Source data
· · · · ·

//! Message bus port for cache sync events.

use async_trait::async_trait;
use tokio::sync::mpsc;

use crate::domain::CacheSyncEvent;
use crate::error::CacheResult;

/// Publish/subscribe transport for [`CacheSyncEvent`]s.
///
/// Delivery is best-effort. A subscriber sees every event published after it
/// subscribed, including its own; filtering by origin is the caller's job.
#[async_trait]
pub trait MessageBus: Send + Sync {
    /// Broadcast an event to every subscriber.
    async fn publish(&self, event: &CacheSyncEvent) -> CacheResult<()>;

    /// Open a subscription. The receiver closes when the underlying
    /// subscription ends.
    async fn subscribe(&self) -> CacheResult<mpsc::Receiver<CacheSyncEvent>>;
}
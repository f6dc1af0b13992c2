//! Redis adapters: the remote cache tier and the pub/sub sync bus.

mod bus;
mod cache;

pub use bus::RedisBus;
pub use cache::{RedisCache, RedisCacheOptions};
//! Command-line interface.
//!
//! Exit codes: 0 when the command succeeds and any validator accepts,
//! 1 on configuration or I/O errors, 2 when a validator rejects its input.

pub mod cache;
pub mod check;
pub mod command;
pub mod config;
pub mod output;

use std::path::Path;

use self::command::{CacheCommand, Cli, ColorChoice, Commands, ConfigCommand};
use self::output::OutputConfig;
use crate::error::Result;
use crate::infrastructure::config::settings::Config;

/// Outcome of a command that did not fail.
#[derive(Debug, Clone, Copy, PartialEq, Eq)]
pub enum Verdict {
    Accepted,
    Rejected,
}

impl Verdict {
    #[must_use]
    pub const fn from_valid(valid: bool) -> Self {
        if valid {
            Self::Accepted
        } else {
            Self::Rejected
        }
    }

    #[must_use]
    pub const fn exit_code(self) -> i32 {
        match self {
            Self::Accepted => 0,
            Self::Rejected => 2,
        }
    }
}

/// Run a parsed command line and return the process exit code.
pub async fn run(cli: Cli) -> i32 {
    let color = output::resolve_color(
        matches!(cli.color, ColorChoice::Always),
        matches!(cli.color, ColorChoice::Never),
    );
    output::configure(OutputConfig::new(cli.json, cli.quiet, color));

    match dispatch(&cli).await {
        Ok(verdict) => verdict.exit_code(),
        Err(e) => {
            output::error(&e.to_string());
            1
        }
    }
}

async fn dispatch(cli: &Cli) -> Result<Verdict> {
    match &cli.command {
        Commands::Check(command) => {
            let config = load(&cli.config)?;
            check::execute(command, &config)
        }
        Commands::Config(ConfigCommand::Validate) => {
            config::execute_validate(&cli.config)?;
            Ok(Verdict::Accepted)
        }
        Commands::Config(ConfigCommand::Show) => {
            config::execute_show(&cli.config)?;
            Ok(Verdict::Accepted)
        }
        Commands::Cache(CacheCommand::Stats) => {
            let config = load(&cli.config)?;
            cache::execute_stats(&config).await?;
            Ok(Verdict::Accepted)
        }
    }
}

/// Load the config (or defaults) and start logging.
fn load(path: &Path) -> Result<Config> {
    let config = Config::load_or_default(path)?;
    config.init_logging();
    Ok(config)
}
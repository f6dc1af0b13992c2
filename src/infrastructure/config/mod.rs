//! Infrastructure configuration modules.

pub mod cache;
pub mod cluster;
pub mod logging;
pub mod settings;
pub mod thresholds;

· · · · ·

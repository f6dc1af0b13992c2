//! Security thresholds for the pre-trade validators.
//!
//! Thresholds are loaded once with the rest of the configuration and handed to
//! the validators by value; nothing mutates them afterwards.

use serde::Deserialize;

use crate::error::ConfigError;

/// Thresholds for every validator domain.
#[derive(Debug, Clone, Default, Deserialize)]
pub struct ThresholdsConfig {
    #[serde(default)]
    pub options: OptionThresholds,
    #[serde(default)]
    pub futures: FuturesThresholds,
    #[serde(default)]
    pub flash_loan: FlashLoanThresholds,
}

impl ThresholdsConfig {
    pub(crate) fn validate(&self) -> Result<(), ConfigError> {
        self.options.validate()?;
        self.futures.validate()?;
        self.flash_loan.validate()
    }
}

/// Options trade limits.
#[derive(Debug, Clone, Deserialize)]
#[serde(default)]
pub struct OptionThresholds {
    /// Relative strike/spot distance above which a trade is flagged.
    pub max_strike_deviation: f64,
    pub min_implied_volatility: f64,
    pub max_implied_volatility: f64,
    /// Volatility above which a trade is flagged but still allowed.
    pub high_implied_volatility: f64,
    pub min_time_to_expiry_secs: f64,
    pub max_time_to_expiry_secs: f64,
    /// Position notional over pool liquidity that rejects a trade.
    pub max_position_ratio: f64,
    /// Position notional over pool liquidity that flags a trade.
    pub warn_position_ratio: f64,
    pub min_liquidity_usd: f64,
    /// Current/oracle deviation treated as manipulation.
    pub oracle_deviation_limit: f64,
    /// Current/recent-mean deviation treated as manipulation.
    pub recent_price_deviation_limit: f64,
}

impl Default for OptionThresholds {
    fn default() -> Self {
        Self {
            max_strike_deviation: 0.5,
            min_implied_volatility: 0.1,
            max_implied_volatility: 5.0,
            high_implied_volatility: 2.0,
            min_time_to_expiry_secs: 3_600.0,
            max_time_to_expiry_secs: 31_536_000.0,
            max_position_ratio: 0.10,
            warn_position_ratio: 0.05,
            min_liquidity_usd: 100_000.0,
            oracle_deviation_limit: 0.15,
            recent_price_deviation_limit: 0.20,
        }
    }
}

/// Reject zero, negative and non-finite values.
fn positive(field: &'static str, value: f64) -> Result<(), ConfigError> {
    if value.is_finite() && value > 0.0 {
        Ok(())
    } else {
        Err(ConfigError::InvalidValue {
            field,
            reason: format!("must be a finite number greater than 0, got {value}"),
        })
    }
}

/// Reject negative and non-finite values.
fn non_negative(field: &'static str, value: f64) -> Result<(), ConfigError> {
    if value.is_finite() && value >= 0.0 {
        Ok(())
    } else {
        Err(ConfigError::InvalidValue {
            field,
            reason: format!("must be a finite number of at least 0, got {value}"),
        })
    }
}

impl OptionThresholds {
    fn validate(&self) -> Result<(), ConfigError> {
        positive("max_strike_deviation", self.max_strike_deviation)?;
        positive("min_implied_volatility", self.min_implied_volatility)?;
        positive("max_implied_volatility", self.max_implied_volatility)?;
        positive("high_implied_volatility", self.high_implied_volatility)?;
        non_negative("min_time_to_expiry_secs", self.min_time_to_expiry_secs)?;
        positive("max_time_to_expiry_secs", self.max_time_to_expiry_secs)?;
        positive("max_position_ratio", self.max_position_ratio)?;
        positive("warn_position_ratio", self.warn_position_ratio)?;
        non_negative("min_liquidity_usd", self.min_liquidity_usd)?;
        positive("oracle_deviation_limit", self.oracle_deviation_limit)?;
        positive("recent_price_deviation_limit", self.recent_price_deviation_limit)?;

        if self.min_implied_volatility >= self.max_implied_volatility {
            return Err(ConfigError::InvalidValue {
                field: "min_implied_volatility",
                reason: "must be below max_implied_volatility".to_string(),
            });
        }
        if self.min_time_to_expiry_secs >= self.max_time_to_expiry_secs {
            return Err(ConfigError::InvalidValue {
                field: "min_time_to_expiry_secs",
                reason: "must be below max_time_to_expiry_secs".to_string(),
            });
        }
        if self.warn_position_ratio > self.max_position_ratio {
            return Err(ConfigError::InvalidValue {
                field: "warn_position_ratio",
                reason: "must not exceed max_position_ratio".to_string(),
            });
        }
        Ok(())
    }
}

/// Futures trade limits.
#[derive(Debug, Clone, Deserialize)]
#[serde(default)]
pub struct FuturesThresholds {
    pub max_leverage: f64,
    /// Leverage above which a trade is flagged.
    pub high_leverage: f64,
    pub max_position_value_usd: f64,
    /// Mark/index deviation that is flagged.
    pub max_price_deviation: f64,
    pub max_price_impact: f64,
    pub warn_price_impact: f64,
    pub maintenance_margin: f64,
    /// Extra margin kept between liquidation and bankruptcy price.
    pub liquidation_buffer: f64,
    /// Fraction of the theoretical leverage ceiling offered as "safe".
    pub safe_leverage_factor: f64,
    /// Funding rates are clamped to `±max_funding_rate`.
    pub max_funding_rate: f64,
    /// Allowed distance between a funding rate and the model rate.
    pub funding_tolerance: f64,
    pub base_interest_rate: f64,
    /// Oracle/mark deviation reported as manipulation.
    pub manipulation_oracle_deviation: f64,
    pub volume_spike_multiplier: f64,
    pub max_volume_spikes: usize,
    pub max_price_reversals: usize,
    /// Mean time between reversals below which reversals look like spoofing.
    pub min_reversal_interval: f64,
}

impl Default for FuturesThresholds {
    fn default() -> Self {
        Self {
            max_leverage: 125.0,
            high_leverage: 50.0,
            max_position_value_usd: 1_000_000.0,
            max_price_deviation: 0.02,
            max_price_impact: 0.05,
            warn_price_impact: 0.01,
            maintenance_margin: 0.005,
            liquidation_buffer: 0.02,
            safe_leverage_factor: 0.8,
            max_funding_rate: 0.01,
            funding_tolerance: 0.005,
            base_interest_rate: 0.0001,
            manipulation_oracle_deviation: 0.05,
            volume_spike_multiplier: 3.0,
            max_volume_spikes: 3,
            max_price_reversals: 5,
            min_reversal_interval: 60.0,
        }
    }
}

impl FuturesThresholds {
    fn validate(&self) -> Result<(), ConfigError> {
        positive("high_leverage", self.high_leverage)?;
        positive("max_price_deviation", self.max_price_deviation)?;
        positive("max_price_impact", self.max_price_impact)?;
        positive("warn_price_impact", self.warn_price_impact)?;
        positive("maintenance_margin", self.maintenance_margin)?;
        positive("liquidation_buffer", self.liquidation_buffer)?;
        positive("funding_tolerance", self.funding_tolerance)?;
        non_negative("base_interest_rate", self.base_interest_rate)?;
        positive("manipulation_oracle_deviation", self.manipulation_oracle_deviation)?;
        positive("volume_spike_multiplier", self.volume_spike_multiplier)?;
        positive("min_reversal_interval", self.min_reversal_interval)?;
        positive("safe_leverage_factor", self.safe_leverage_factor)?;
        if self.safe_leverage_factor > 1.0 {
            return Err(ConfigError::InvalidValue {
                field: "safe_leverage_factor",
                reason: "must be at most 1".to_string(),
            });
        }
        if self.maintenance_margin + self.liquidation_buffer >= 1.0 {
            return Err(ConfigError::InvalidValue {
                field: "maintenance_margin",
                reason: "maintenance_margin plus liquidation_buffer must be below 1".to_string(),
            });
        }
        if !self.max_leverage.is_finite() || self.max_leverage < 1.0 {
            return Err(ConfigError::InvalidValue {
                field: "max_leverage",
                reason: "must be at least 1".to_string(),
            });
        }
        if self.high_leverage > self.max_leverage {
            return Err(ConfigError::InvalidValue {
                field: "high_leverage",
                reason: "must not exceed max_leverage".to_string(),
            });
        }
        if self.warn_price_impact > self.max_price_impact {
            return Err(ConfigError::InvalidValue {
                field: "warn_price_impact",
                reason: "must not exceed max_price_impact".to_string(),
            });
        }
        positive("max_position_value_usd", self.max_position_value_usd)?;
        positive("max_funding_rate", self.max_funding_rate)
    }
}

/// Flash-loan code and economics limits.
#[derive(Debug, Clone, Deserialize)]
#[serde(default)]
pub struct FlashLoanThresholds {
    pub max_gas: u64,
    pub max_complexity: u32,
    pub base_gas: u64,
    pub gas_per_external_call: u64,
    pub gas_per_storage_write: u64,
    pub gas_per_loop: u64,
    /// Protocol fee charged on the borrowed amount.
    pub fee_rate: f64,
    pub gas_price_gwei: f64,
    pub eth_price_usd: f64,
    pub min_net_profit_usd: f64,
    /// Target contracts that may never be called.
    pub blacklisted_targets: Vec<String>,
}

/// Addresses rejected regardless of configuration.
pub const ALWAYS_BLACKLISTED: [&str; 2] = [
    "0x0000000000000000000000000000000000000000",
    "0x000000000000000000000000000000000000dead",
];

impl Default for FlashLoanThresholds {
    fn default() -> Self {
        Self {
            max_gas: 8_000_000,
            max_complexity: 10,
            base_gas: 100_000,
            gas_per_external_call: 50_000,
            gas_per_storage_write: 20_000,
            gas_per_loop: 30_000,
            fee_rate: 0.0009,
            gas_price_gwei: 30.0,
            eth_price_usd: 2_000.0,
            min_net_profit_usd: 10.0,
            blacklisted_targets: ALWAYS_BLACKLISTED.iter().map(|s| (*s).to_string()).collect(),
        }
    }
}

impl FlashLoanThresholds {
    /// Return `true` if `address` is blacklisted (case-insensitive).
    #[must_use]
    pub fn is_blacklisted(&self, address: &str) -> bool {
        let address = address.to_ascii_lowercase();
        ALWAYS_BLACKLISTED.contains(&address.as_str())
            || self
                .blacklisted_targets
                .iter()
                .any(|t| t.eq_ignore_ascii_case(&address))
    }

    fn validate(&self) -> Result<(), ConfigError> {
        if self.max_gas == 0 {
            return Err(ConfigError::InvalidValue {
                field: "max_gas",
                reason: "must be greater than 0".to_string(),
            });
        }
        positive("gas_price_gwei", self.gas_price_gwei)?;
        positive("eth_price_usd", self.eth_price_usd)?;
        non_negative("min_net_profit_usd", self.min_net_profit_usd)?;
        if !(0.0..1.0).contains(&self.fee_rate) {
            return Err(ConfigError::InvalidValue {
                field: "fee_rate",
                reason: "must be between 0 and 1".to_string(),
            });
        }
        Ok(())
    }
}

· · · · ·

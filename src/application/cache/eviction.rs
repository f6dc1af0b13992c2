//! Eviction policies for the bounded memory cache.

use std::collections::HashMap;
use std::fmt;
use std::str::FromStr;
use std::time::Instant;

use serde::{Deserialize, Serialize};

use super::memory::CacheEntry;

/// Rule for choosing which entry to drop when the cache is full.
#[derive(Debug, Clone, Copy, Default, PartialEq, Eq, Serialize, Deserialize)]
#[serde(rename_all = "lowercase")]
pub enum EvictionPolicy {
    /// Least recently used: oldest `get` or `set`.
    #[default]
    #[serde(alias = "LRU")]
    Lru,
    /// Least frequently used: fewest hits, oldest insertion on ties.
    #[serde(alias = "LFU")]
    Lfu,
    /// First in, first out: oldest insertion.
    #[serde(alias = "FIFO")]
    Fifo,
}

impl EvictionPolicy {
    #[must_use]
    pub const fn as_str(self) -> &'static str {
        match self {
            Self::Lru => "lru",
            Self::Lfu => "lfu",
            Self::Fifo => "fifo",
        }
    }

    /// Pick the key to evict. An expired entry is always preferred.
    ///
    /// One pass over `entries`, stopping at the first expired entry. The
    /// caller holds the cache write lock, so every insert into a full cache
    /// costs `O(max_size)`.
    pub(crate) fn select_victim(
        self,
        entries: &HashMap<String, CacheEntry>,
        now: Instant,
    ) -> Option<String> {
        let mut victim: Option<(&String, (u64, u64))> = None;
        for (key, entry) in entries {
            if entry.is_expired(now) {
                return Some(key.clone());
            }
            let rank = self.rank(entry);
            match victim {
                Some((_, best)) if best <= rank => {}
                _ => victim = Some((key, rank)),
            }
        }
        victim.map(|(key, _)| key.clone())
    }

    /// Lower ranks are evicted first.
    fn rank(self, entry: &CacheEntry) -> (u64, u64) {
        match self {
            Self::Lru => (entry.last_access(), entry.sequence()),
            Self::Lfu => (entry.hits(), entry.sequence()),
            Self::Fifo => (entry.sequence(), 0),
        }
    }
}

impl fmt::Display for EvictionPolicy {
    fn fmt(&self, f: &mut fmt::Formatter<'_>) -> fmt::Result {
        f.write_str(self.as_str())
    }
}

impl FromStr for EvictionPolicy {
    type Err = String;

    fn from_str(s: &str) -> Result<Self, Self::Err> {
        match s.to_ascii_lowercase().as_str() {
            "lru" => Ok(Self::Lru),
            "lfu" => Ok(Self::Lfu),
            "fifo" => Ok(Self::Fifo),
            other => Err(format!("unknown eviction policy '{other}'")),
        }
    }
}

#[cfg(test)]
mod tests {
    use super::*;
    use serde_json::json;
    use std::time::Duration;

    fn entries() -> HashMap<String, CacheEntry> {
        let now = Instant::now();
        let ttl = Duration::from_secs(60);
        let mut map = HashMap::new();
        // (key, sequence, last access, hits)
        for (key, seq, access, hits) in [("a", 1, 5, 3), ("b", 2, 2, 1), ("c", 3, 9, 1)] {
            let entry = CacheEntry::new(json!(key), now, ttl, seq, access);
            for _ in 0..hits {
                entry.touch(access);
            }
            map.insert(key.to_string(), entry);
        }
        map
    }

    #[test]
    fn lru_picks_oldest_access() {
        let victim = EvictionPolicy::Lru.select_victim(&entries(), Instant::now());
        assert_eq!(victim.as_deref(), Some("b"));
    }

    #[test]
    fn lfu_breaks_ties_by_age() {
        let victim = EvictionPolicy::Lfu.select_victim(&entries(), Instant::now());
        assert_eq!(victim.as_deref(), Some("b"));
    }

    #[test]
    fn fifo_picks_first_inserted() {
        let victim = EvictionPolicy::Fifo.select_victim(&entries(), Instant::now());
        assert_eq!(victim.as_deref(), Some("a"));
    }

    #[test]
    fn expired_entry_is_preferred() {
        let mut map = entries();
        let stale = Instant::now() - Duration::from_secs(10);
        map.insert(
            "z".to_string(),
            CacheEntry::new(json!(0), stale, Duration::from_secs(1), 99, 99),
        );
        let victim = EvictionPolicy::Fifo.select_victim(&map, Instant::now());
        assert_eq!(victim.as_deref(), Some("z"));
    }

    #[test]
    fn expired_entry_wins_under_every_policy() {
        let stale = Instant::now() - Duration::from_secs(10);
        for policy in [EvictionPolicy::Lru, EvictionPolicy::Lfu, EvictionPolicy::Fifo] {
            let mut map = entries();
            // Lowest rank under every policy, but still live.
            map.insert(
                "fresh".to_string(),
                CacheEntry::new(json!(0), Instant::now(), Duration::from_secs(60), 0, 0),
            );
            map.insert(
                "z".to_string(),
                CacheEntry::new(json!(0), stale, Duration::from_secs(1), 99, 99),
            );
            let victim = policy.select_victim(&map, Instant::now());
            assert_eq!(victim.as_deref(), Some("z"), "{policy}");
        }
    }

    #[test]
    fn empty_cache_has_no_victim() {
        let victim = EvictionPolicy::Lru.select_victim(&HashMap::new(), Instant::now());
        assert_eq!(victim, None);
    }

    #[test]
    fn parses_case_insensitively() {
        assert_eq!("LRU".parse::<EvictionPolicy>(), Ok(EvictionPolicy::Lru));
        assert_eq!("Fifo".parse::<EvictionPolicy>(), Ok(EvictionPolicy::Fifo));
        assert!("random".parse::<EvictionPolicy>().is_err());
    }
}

· · · · ·

### DIRECTIONS FOR THIS TASK
Using the data above, count the lines where "Copy" appears. Reply with the number only.

### RESULT FOR THIS TASK
2